Last week Florida asked for federal financial assistance for thousands of homeowners with property damage caused by defective Chinese drywall.
But the Federal Emergency Management Agency, which typically deals with hurricanes and other natural disasters, isn’t going along.
The state says it has identified 2,505 homes that have had their appraisal values downgraded due to damage from tainted Chinese drywall and another 86 claims are pending. Hardest hit is Lee County, with more than 1,100 cases.
In addition, state public health officials have identified 530 homes that have been subject to metal corrosion due to the drywall.
In a May 10 letter to FEMA, David Halstead, interim director of the Florida Division of Emergency Management, asked FEMA for financial aid for the homeowners. Halstead said that Gov. Charlie Crist directed him to request the FEMA financial aid for the families.
“These homeowners have suffered greatly and have no means by which to repair their home,” Halstead wrote. He said many have been forced to move from their homes due to health risks and noxious fumes.
But two days later, FEMA’s regional office wrote back that the situation does not constitute an emergency or disaster that would qualify for federal relief.
The FEMA letter encourages the state to continue working with the federal Consumer Product Safety Commission officials and to encourage homeowners and municipalities to avail themselves of remedies announced by HUD in December 2009.

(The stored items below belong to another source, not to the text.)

// /////////////////////////////////////////////////////////////////////////////
// vSphere Migrator
// Copyright (c) 2025 Michael Gardner, A Bit of Help, Inc.
// SPDX-License-Identifier: BSD-3-Clause
// See LICENSE file in the project root.
// /////////////////////////////////////////////////////////////////////////////

//! Scales every MachineSet still pointing at a source vCenter to zero and
//! waits for its machines and nodes to be deleted. Substrate-committing:
//! requires manual approval under `approvalMode=Manual`.

use crate::application::support::find_machine_set_replica_backup;
use migrator_domain::entities::{MigrationSpec, MigrationStatus};
use migrator_domain::error::MigrationError;
use migrator_domain::value_objects::PhaseName;
use migrator_domain::{Phase, PhaseContext, PhaseOutcome};
use std::collections::HashSet;
use std::time::Duration;

const REQUEUE_INTERVAL: Duration = Duration::from_secs(30);
const DEFAULT_ROLLBACK_REPLICAS: u32 = 3;

pub struct ScaleOldMachinesPhase;

#[async_trait::async_trait]
impl Phase for ScaleOldMachinesPhase {
    fn name(&self) -> PhaseName {
        PhaseName::ScaleOldMachines
    }

    fn requires_approval(&self) -> bool {
        true
    }

    async fn validate(&self, _spec: &MigrationSpec, _status: &MigrationStatus) -> Result<(), MigrationError> {
        Ok(())
    }

    async fn execute(&self, ctx: &PhaseContext, spec: &MigrationSpec, _status: &mut MigrationStatus) -> Result<PhaseOutcome, MigrationError> {
        let targets: HashSet<String> = spec.unique_target_servers().into_iter().collect();
        let machine_sets = ctx.cluster.list_machine_sets().await?;

        let source_sets: Vec<_> = machine_sets.into_iter().filter(|ms| !targets.contains(&ms.provider_server)).collect();

        if source_sets.is_empty() {
            return Ok(PhaseOutcome::completed("no source-referencing MachineSets remain"));
        }

        let mut not_ready = Vec::new();
        for ms in &source_sets {
            if ms.replicas != 0 {
                ctx.cluster.scale_machine_set(&ms.name, 0).await?;
            }
            let gone = ctx.cluster.delete_machine_set_and_wait_machines_gone(&ms.name).await?;
            if !gone {
                not_ready.push(ms.name.clone());
            }
        }

        if !not_ready.is_empty() {
            return Ok(PhaseOutcome::running(
                60,
                format!("waiting for source MachineSet(s) to finish draining: {}", not_ready.join(", ")),
                REQUEUE_INTERVAL,
            ));
        }

        Ok(PhaseOutcome::completed(format!("retired {} source MachineSet(s)", source_sets.len())))
    }

    async fn rollback(&self, ctx: &PhaseContext, spec: &MigrationSpec, status: &mut MigrationStatus) -> Result<(), MigrationError> {
        let targets: HashSet<String> = spec.unique_target_servers().into_iter().collect();
        let machine_sets = ctx.cluster.list_machine_sets().await?;

        for ms in machine_sets.into_iter().filter(|ms| !targets.contains(&ms.provider_server)) {
            let replicas = find_machine_set_replica_backup(status, &ms.name).map(|b| b.replicas).unwrap_or(DEFAULT_ROLLBACK_REPLICAS);
            ctx.cluster.scale_machine_set(&ms.name, replicas).await?;
        }
        Ok(())
    }
}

Florida attorney Mike Ryan, a partner at Krupnick Campbell Malone Buser Slama Hancock Liberman & McKee, who represents homeowners, blasted the FEMA response.
“FEMA just doesn’t get it. This is not purely a consumer product safety issue. This is a man-made disaster that has wrecked homes and communities. There is simply no prohibition under the FEMA empowering law against helping homeowners and communities during a man-made disaster.”
Homeowners insurance does not cover damage from Chinese drywall and the manufacturers and installers have denied liability.
Ryan said there are no available resources at CPSC or HUD to help homeowners. “That suggestion alone proves FEMA has no idea what these homeowners and businesses are going through or what resources are available,” the attorney said.